Mineola, United States
Taglio in Mineola, New York brings the discipline of Italian cooking to Long Island's Nassau County, where chef Rob Cervoni applies a straightforward approach to pasta, meat, and seafood rooted in ingredient quality over elaboration. The address on Mineola Boulevard places it squarely in a suburban dining scene that punches above its usual weight class.

Dakar, Senegal
In Yoff, one of Dakar's most characterful coastal neighbourhoods, Pizzammore imports the discipline of Neapolitan pizza-making to Senegal's capital. Chef Gabriele Colombo's wood-fired approach and Italian pantry sourcing place the restaurant among the most consistent Italian addresses in the city, complemented by a garden terrace and a focused selection of wines and beers.
Find out on Pearl and keep score across every place in 2025 50 Top Pizza World Best Pizza.
Overview
The 2025 50 Top Pizza World rankings recognize 108 pizzerias across 38 countries and 82 cities. Una Pizza Napoletana in New York City and I Masanielli – Francesco Martucci in Caserta, Italy share the top spot. This edition represents a complete refresh from 2024, with all 108 venues being new entrants to the list.
This edition marks a significant shift in the 50 Top Pizza methodology, expanding from 50 to 108 ranked venues while spanning 38 countries. Italy dominates the top 10 with six placements, including Naples, Milan, Rome, and San Bonifacio. International recognition extends to Tokyo's The Pizza Bar on 38th at #2, São Paulo's Leggera Pizza Napoletana at #3, London's Napoli on the Road at #5, and Madrid's Baldoria at #8. The complete turnover from the previous edition—where Big Mamma Group held the top position—indicates either a methodological overhaul or a fundamental restructuring of how the list is compiled. Previous entries like Grosso Napoletano and Luigia did not return.
The 2025 50 Top Pizza World rankings name Una Pizza Napoletana in New York City and I Masanielli – Francesco Martucci in Caserta, Italy as co-winners. This edition expands to 108 pizzerias across 38 countries, more than doubling the traditional scope suggested by the list's name. Italy claims six of the top 10 spots, but international entries from Japan, Brazil, the UK, and Spain demonstrate the global reach of Neapolitan-style pizza. The list underwent complete renewal from 2024, with zero venues retained from the previous edition.

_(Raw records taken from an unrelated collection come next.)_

#[cfg(test)]
mod tests {
    use super::*;
    use crate::abi::value::parse_address;
    use crate::error::ErrorKind;

    const TOKEN_ABI: &str = r#"[
        {"type": "constructor", "inputs": [{"name": "supply", "type": "uint256"}]},
        {"type": "function", "name": "transfer", "stateMutability": "nonpayable",
         "inputs": [{"name": "to", "type": "address"}, {"name": "amount", "type": "uint256"}],
         "outputs": [{"name": "", "type": "bool"}]},
        {"type": "function", "name": "balanceOf", "stateMutability": "view",
         "inputs": [{"name": "owner", "type": "address"}],
         "outputs": [{"name": "", "type": "uint256"}]},
        {"type": "event", "name": "Transfer", "anonymous": false, "inputs": [
            {"name": "from", "type": "address", "indexed": true},
            {"name": "to", "type": "address", "indexed": true},
            {"name": "value", "type": "uint256", "indexed": false}]},
        {"type": "error", "name": "InsufficientBalance", "inputs": []},
        {"type": "receive", "stateMutability": "payable"}
    ]"#;

    fn address(byte: u8) -> AbiValue {
        AbiValue::Address([byte; 20].into())
    }

    fn topic_for(value: &AbiValue) -> [u8; 32] {
        let encoded = AbiCoder::new().encode(&["address"], std::slice::from_ref(value)).unwrap();
        let mut topic = [0u8; 32];
        topic.copy_from_slice(&encoded);
        topic
    }

    #[test]
    fn test_parse_function() {
        let f = Function::parse("function transfer(address to, uint256 amount) returns (bool)").unwrap();
        assert_eq!(f.name, "transfer");
        assert_eq!(f.signature(), "transfer(address,uint256)");
        assert_eq!(f.selector(), [0xa9, 0x05, 0x9c, 0xbb]);
        assert_eq!(f.outputs.len(), 1);

        let view = Function::parse("balanceOf(address) view returns (uint256)").unwrap();
        assert_eq!(view.state_mutability, StateMutability::View);

        assert!(Function::parse("transfer(address").is_err());
        assert!(Function::parse("(address)").is_err());
        assert!(Function::parse("f() sideways").is_err());
    }

    #[test]
    fn test_parse_tuple_function() {
        let f = Function::parse("submit((address,uint256)[] orders, bytes sig)").unwrap();
        assert_eq!(f.signature(), "submit((address,uint256)[],bytes)");
    }

    #[test]
    fn test_call_roundtrip() {
        let f = Function::parse("transfer(address to, uint256 amount)").unwrap();
        let calldata = f.encode_input(&[address(0x11), AbiValue::uint(1000)]).unwrap();
        assert_eq!(calldata.len(), 4 + 64);
        assert_eq!(&calldata[..4], &[0xa9, 0x05, 0x9c, 0xbb]);

        let decoded = f.decode_input(&calldata).unwrap();
        assert_eq!(decoded["to"], address(0x11));
        assert_eq!(decoded["amount"], AbiValue::uint(1000));

        let mut wrong = calldata.clone();
        wrong[0] ^= 0xff;
        assert_eq!(f.decode_input(&wrong).unwrap_err().kind(), ErrorKind::MalformedData);
    }

    #[test]
    fn test_decode_log() {
        let event = Event::parse("Transfer(address indexed from, address indexed to, uint256 value)").unwrap();
        assert_eq!(event.signature(), "Transfer(address,address,uint256)");

        let from = address(0xaa);
        let to = address(0xbb);
        let data = AbiCoder::new().encode(&["uint256"], &[AbiValue::uint(5)]).unwrap();
        let topics = [event.topic(), topic_for(&from), topic_for(&to)];

        let record = event.decode_log(&topics, &data).unwrap();
        assert_eq!(record.len(), 3);
        assert_eq!(record["from"], from);
        assert_eq!(record["to"], to);
        assert_eq!(record["value"], AbiValue::uint(5));

        // Missing the `to` topic
        let err = event.decode_log(&topics[..2], &data).unwrap_err();
        assert_eq!(err.kind(), ErrorKind::MalformedData);

        // Wrong topic0
        let bad = [[0u8; 32], topics[1], topics[2]];
        assert!(event.decode_log(&bad, &data).is_err());
    }

    #[test]
    fn test_decode_log_hashed_string() {
        let event = Event::parse("Named(string indexed label, uint8 n) anonymous").unwrap();
        assert!(event.anonymous);

        let hash = [7u8; 32];
        let data = AbiCoder::new().encode(&["uint8"], &[AbiValue::uint(2)]).unwrap();
        let record = event.decode_log(&[hash], &data).unwrap();
        assert_eq!(record["label"], AbiValue::FixedBytes(vec![7; 32]));
        assert_eq!(record["n"], AbiValue::uint(2));
    }

    #[test]
    fn test_decode_log_short_body_is_error() {
        let event = Event::parse("Moved(address indexed who, uint256 amount, bool done)").unwrap();
        let topics = [event.topic(), topic_for(&address(0xcc))];

        // Only `amount` present in the body
        let data = AbiCoder::new().encode(&["uint256"], &[AbiValue::uint(9)]).unwrap();
        let err = event.decode_log(&topics, &data).unwrap_err();
        assert_eq!(err.kind(), ErrorKind::MalformedData);

        let err = event.decode_log(&topics, &[]).unwrap_err();
        assert_eq!(err.kind(), ErrorKind::MalformedData);

        let full = AbiCoder::new()
            .encode(&["uint256", "bool"], &[AbiValue::uint(9), AbiValue::Bool(true)])
            .unwrap();
        let record = event.decode_log(&topics, &full).unwrap();
        assert!(record.iter().all(|v| *v != AbiValue::Null));
        assert_eq!(record["done"], AbiValue::Bool(true));
    }

    #[test]
    fn test_contract_abi_from_json() {
        let abi = ContractAbi::from_json(TOKEN_ABI).unwrap();
        assert_eq!(abi.functions.len(), 2);
        assert_eq!(abi.events.len(), 1);
        assert_eq!(abi.constructor.as_ref().unwrap().inputs.len(), 1);

        let balance_of = abi.function("balanceOf").unwrap();
        assert_eq!(balance_of.state_mutability, StateMutability::View);
        assert_eq!(
            abi.function_by_selector(&[0x70, 0xa0, 0x82, 0x31]).map(|f| f.name.as_str()),
            Some("balanceOf")
        );

        let transfer = abi.event("Transfer").unwrap();
        assert_eq!(transfer.inputs[0].indexed, Some(true));
        assert!(abi.event_by_topic(&transfer.topic()).is_some());
    }

    #[test]
    fn test_decode_call() {
        let abi = ContractAbi::from_json(TOKEN_ABI).unwrap();
        let owner = parse_address("Z5aAeb6053F3E94C9b9A09f33669435E7Ef1BeAed").unwrap();
        let calldata = abi
            .function("balanceOf")
            .unwrap()
            .encode_input(&[AbiValue::Address(owner)])
            .unwrap();

        let (function, args) = abi.decode_call(&calldata).unwrap();
        assert_eq!(function.name, "balanceOf");
        assert_eq!(args["owner"], AbiValue::Address(owner));

        assert!(abi.decode_call(&[0, 0, 0, 0]).is_err());
    }

    #[test]
    fn test_invalid_json() {
        assert!(ContractAbi::from_json("{}").is_err());
        assert!(ContractAbi::from_json(r#"[{"type": "function", "name": "f", "inputs": [{"type": "tuple"}]}]"#).is_err());
    }
}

The 2025 edition of 50 Top Pizza World represents a departure from previous years in both scale and composition. The list expanded to 108 venues—significantly beyond the "50" in its title—while maintaining representation across 38 countries and 82 cities. Una Pizza Napoletana and I Masanielli – Francesco Martucci share first place, a tie at the top. Italy's dominance is clear with six top-10 placements spanning Caserta, Naples, Milan, Rome, and San Bonifacio. The Pizza Bar on 38th gives Tokyo a #2 ranking, while São Paulo's Leggera Pizza Napoletana lands at #3.
The most significant change is the complete turnover: all 108 venues are new to the 2025 list, with zero retained from 2024. Big Mamma Group, which topped the previous edition, dropped out entirely alongside 49 other former entries including Grosso Napoletano and Luigia. Whether this reflects a methodological redesign, eligibility changes, or a reassessment of evaluation criteria isn't specified in the rankings themselves. What's clear is that this edition charts a different course from its predecessor.